Ini akan menjadi pertama kalinya Jepang bebas dari pembatasan virus sejak awal Januari. Rencana tersebut akan secara resmi diadopsi setelah panel ahli mengesahkannya pada hari Kamis.

Baca Juga:
Kasus Covid-19 di Jakarta Lewati Puncak Varian Delta, Anies Ungkap Kondisi Faskes

Beban kasus harian terus menurun di Jepang dalam beberapa pekan terakhir setelah melonjak ke level tertinggi baru melebihi 100.000 pada awal Februari. Kasus baru telah turun sekitar setengahnya.

Pencabutan pembatasan akan memungkinkan lebih banyak perjalanan domestik, serta pesta dan pertemuan yang lebih besar untuk orang-orang dengan catatan vaksinasi dan tes virus negatif, kata Kishida.

Namun Jepang belum membuka perbatasannya untuk turis asing.

Kishida pada hari Rabu tidak menyebutkan pelonggaran lebih lanjut dari kontrol perbatasan Jepang. Pemerintahnya telah melonggarkan pembatasan perbatasan dengan meningkatkan batas kedatangan baru setiap hari menjadi 7.000 untuk mengizinkan cendekiawan asing, pelajar, pebisnis, dan pekerja magang setelah kritik dari dalam dan luar Jepang yang mengunci mereka keluar adalah eksklusionis dan tidak ilmiah.

Baca Juga:
Kasus Covid-19 Kembali Melonjak, Tembus 2.647 Kasus Hari Ini!

Sementara omicron menyebabkan gejala ringan pada kebanyakan orang dan tingkat kematian tetap rendah, gelombang terbaru adalah yang paling mematikan sejauh ini di Jepang karena jumlah pasien berkali-kali lebih tinggi daripada gelombang sebelumnya. Namun, kematian di Jepang total sekitar 26.000 sejak pandemi dimulai dua tahun lalu, jauh lebih rendah daripada banyak negara lain.

Sebagian besar korban adalah pasien lanjut usia yang penyakit dasarnya memburuk dengan cepat setelah tertular virus, kata para ahli.

Kishida telah menghadapi kritik bahwa ia menunda suntikan booster sampai semua kota siap, memungkinkan virus menyebar dengan cepat di negara itu.

Sejak itu, pemerintahnya membuka pusat inokulasi massal untuk mempercepat program booster. Sekitar 72% orang berusia 65 tahun atau lebih telah menerima suntikan ketiga, tetapi vaksin booster secara keseluruhan hanya mencapai sepertiga dari populasi.

Baca Juga:
What! Covid 19 Buat Pariwisata China Anjok?

Para ahli mendesak agar berhati-hati setelah pencabutan pembatasan karena kemungkinan munculnya kembali infeksi. Subvarian omicron secara bertahap menggantikan strain utama di seluruh negeri.
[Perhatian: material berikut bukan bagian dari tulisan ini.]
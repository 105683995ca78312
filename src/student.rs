use serde::{Deserialize, Serialize};
use std::sync::Arc;

/// One student's row from the uploaded spreadsheet
///
/// The position of a score in `tests` is its test number, earliest first.
/// Extra fields in the upload payload are ignored.
#[derive(Clone, Debug, PartialEq, Serialize, Deserialize)]
pub struct Student {
    /// Identifier, unique within a roster
    pub id: String,

    /// Display name
    pub name: String,

    /// Test scores in chronological order
    #[serde(default)]
    pub tests: Vec<f64>,
}

/// The full list of students held by the application
pub type Roster = Vec<Arc<Student>>;

impl Student {
    pub fn new(id: impl Into<String>, name: impl Into<String>, tests: Vec<f64>) -> Self {
        Self {
            id: id.into(),
            name: name.into(),
            tests,
        }
    }
}

/// Decodes an upload response body into student records
///
/// # Arguments
/// * `body` - Raw JSON bytes returned by the upload endpoint
///
/// # Returns
/// * The records in response order, or the JSON error
pub fn parse_students(body: &[u8]) -> Result<Vec<Student>, serde_json::Error> {
    serde_json::from_slice(body)
}

/// Wraps decoded records into a shared roster
pub fn into_roster(students: Vec<Student>) -> Roster {
    students.into_iter().map(Arc::new).collect()
}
Di beberapa daerah, tingkat hunian tempat tidur rumah sakit masih melebihi 50%, dan pil antivirus oral tidak menjangkau orang sebanyak yang diharapkan. Meskipun pemerintah Kishida telah berjanji untuk mengamankan jutaan dosis dari dua pil oral impor, mereka tidak digunakan secara luas. Yang satu agak besar dan sulit ditelan, dan yang lain tidak dapat digabungkan dengan banyak obat lain.

Pembatasan COVID-19 yang sedang berlangsung sebagian besar terbatas pada restoran, di mana jam layanan yang lebih pendek diminta. Masyarakat umum juga diminta untuk bekerja dari rumah dan menghindari pesta dan acara besar, serta memakai masker saat berada di tempat umum dan mengikuti langkah-langkah dasar anti virus lainnya.